:: Extracted records ::
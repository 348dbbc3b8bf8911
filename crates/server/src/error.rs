//! Server error taxonomy.
//!
//! Only [`ServerError::Bind`] fails an operation; everything else flows on
//! the error stream and leaves the server running.

use std::io;
use std::net::SocketAddr;

use padbridge_dsu_protocol::ProtocolError;
use thiserror::Error;

#[derive(Error, Debug)]
pub enum ServerError {
    #[error("failed to bind UDP socket on {addr}: {source}")]
    Bind {
        addr: SocketAddr,
        #[source]
        source: io::Error,
    },

    #[error("send to {peer} failed: {source}")]
    Send {
        peer: SocketAddr,
        #[source]
        source: io::Error,
    },

    #[error("short send to {peer}: wrote {written} of {expected} bytes")]
    ShortSend {
        peer: SocketAddr,
        written: usize,
        expected: usize,
    },

    #[error("dropped malformed datagram from {peer}: {source}")]
    Malformed {
        peer: SocketAddr,
        #[source]
        source: ProtocolError,
    },

    #[error("socket receive error: {0}")]
    Receive(#[source] io::Error),

    #[error("pad source in slot {slot} failed: {message}")]
    Source { slot: usize, message: String },

    #[error("pad source refused to start streaming: {0}")]
    SourceStart(String),

    #[error("server task has shut down")]
    Closed,
}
:::
◆ **Work task**
Write the material out once more, exactly.

◆ **Response**
repository 348dbbc3b8bf8911
filename crates/server/src/error.rs
//! Server error taxonomy.
//!
//! Only [`ServerError::Bind`] fails an operation; everything else flows on
//! the error stream and leaves the server running.

use std::io;
use std::net::SocketAddr;

use padbridge_dsu_protocol::ProtocolError;
use thiserror::Error;

#[derive(Error, Debug)]
pub enum ServerError {
    #[error("failed to bind UDP socket on {addr}: {source}")]
    Bind {
        addr: SocketAddr,
        #[source]
        source: io::Error,
    },

    #[error("send to {peer} failed: {source}")]
    Send {
        peer: SocketAddr,
        #[source]
        source: io::Error,
    },

    #[error("short send to {peer}: wrote {written} of {expected} bytes")]
    ShortSend {
        peer: SocketAddr,
        written: usize,
        expected: usize,
    },

    #[error("dropped malformed datagram from {peer}: {source}")]
    Malformed {
        peer: SocketAddr,
        #[source]
        source: ProtocolError,
    },

    #[error("socket receive error: {0}")]
    Receive(#[source] io::Error),

    #[error("pad source in slot {slot} failed: {message}")]
    Source { slot: usize, message: String },

    #[error("pad source refused to start streaming: {0}")]
    SourceStart(String),

    #[error("server task has shut down")]
    Closed,
}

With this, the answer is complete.